[Stored records]
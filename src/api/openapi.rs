use utoipa::OpenApi;

use crate::api::schemas::{ErrorDetail, ErrorResponse};
use crate::health::{HealthResponse, ReadinessResponse, RootResponse};
use crate::shared::validation::FieldError;

// Blog
use crate::blog::adapter::incoming::web::routes::CreateBlogPostRequest;
use crate::blog::application::domain::entities::{BlogCategories, BlogPost};

// Contact
use crate::contact::adapter::incoming::web::routes::SubmitContactRequest;
use crate::contact::application::domain::entities::ContactSubmission;

// Resume
use crate::resume::adapter::incoming::web::routes::UpdateResumeRequest;
use crate::resume::application::domain::entities::{Education, PersonalInfo, Resume};

// Statistics
use crate::statistics::adapter::incoming::web::routes::UpdateStatisticsRequest;
use crate::statistics::application::domain::entities::Statistics;

// Testimonials
use crate::testimonial::adapter::incoming::web::routes::CreateTestimonialRequest;
use crate::testimonial::application::domain::entities::Testimonial;

#[derive(OpenApi)]
#[openapi(
    info(
        title = "Portfolio API",
        version = "1.0.0",
        description = "Content API behind the portfolio site: contact form, blog, resume, statistics and testimonials",
    ),
    paths(
        // System
        crate::health::root,
        crate::health::health,
        crate::health::readiness,

        // Contact endpoints
        crate::contact::adapter::incoming::web::routes::submit_contact_handler,
        crate::contact::adapter::incoming::web::routes::get_contact_submissions_handler,
        crate::contact::adapter::incoming::web::routes::get_contact_submission_handler,

        // Blog endpoints
        crate::blog::adapter::incoming::web::routes::get_blog_posts_handler,
        crate::blog::adapter::incoming::web::routes::get_featured_blog_posts_handler,
        crate::blog::adapter::incoming::web::routes::get_blog_categories_handler,
        crate::blog::adapter::incoming::web::routes::create_blog_post_handler,
        crate::blog::adapter::incoming::web::routes::get_blog_post_handler,

        // Resume endpoints
        crate::resume::adapter::incoming::web::routes::get_resume_handler,
        crate::resume::adapter::incoming::web::routes::update_resume_handler,

        // Statistics endpoints
        crate::statistics::adapter::incoming::web::routes::get_statistics_handler,
        crate::statistics::adapter::incoming::web::routes::update_statistics_handler,

        // Testimonial endpoints
        crate::testimonial::adapter::incoming::web::routes::get_testimonials_handler,
        crate::testimonial::adapter::incoming::web::routes::create_testimonial_handler,
    ),
    components(
        schemas(
            // Response wrappers
            ErrorResponse,
            ErrorDetail,
            FieldError,
            RootResponse,
            HealthResponse,
            ReadinessResponse,

            // Contact
            SubmitContactRequest,
            ContactSubmission,

            // Blog
            CreateBlogPostRequest,
            BlogPost,
            BlogCategories,

            // Resume
            UpdateResumeRequest,
            Resume,
            PersonalInfo,
            Education,

            // Statistics
            UpdateStatisticsRequest,
            Statistics,

            // Testimonials
            CreateTestimonialRequest,
            Testimonial
        )
    ),
    tags(
        (name = "system", description = "Liveness, readiness and version"),
        (name = "contact", description = "Contact form submissions"),
        (name = "blog", description = "Blog posts"),
        (name = "resume", description = "Resume singleton"),
        (name = "statistics", description = "Landing page statistics singleton"),
        (name = "testimonials", description = "Visitor testimonials"),
    )
)]
pub struct ApiDoc;

#[cfg(test)]
mod tests {
    use super::*;

    #[test]
    fn every_route_is_documented() {
        let doc = ApiDoc::openapi();
        let paths: Vec<&str> = doc.paths.paths.keys().map(String::as_str).collect();

        for expected in [
            "/api/",
            "/api/health",
            "/api/ready",
            "/api/contact",
            "/api/contact/{submission_id}",
            "/api/blog-posts",
            "/api/blog-posts/featured",
            "/api/blog-posts/categories",
            "/api/blog-posts/{post_id}",
            "/api/resume",
            "/api/statistics",
            "/api/testimonials",
        ] {
            assert!(paths.contains(&expected), "{expected} missing from OpenAPI");
        }
    }

    #[test]
    fn schemas_are_registered() {
        let doc = ApiDoc::openapi();
        let components = doc.components.expect("components");

        for name in ["BlogPost", "Resume", "Statistics", "Testimonial", "ErrorResponse"] {
            assert!(components.schemas.contains_key(name), "{name} missing");
        }
    }
}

• _Brief_: Repeat all the lines above, keeping them exactly as they are.

• _Result of the exercise_:
filename src/api/openapi.rs
use utoipa::OpenApi;

use crate::api::schemas::{ErrorDetail, ErrorResponse};
use crate::health::{HealthResponse, ReadinessResponse, RootResponse};
use crate::shared::validation::FieldError;

// Blog
use crate::blog::adapter::incoming::web::routes::CreateBlogPostRequest;
use crate::blog::application::domain::entities::{BlogCategories, BlogPost};

// Contact
use crate::contact::adapter::incoming::web::routes::SubmitContactRequest;
use crate::contact::application::domain::entities::ContactSubmission;

// Resume
use crate::resume::adapter::incoming::web::routes::UpdateResumeRequest;
use crate::resume::application::domain::entities::{Education, PersonalInfo, Resume};

// Statistics
use crate::statistics::adapter::incoming::web::routes::UpdateStatisticsRequest;
use crate::statistics::application::domain::entities::Statistics;

// Testimonials
use crate::testimonial::adapter::incoming::web::routes::CreateTestimonialRequest;
use crate::testimonial::application::domain::entities::Testimonial;

#[derive(OpenApi)]
#[openapi(
    info(
        title = "Portfolio API",
        version = "1.0.0",
        description = "Content API behind the portfolio site: contact form, blog, resume, statistics and testimonials",
    ),
    paths(
        // System
        crate::health::root,
        crate::health::health,
        crate::health::readiness,

        // Contact endpoints
        crate::contact::adapter::incoming::web::routes::submit_contact_handler,
        crate::contact::adapter::incoming::web::routes::get_contact_submissions_handler,
        crate::contact::adapter::incoming::web::routes::get_contact_submission_handler,

        // Blog endpoints
        crate::blog::adapter::incoming::web::routes::get_blog_posts_handler,
        crate::blog::adapter::incoming::web::routes::get_featured_blog_posts_handler,
        crate::blog::adapter::incoming::web::routes::get_blog_categories_handler,
        crate::blog::adapter::incoming::web::routes::create_blog_post_handler,
        crate::blog::adapter::incoming::web::routes::get_blog_post_handler,

        // Resume endpoints
        crate::resume::adapter::incoming::web::routes::get_resume_handler,
        crate::resume::adapter::incoming::web::routes::update_resume_handler,

        // Statistics endpoints
        crate::statistics::adapter::incoming::web::routes::get_statistics_handler,
        crate::statistics::adapter::incoming::web::routes::update_statistics_handler,

        // Testimonial endpoints
        crate::testimonial::adapter::incoming::web::routes::get_testimonials_handler,
        crate::testimonial::adapter::incoming::web::routes::create_testimonial_handler,
    ),
    components(
        schemas(
            // Response wrappers
            ErrorResponse,
            ErrorDetail,
            FieldError,
            RootResponse,
            HealthResponse,
            ReadinessResponse,

            // Contact
            SubmitContactRequest,
            ContactSubmission,

            // Blog
            CreateBlogPostRequest,
            BlogPost,
            BlogCategories,

            // Resume
            UpdateResumeRequest,
            Resume,
            PersonalInfo,
            Education,

            // Statistics
            UpdateStatisticsRequest,
            Statistics,

            // Testimonials
            CreateTestimonialRequest,
            Testimonial
        )
    ),
    tags(
        (name = "system", description = "Liveness, readiness and version"),
        (name = "contact", description = "Contact form submissions"),
        (name = "blog", description = "Blog posts"),
        (name = "resume", description = "Resume singleton"),
        (name = "statistics", description = "Landing page statistics singleton"),
        (name = "testimonials", description = "Visitor testimonials"),
    )
)]
pub struct ApiDoc;

#[cfg(test)]
mod tests {
    use super::*;

    #[test]
    fn every_route_is_documented() {
        let doc = ApiDoc::openapi();
        let paths: Vec<&str> = doc.paths.paths.keys().map(String::as_str).collect();

        for expected in [
            "/api/",
            "/api/health",
            "/api/ready",
            "/api/contact",
            "/api/contact/{submission_id}",
            "/api/blog-posts",
            "/api/blog-posts/featured",
            "/api/blog-posts/categories",
            "/api/blog-posts/{post_id}",
            "/api/resume",
            "/api/statistics",
            "/api/testimonials",
        ] {
            assert!(paths.contains(&expected), "{expected} missing from OpenAPI");
        }
    }

    #[test]
    fn schemas_are_registered() {
        let doc = ApiDoc::openapi();
        let components = doc.components.expect("components");

        for name in ["BlogPost", "Resume", "Statistics", "Testimonial", "ErrorResponse"] {
            assert!(components.schemas.contains_key(name), "{name} missing");
        }
    }
}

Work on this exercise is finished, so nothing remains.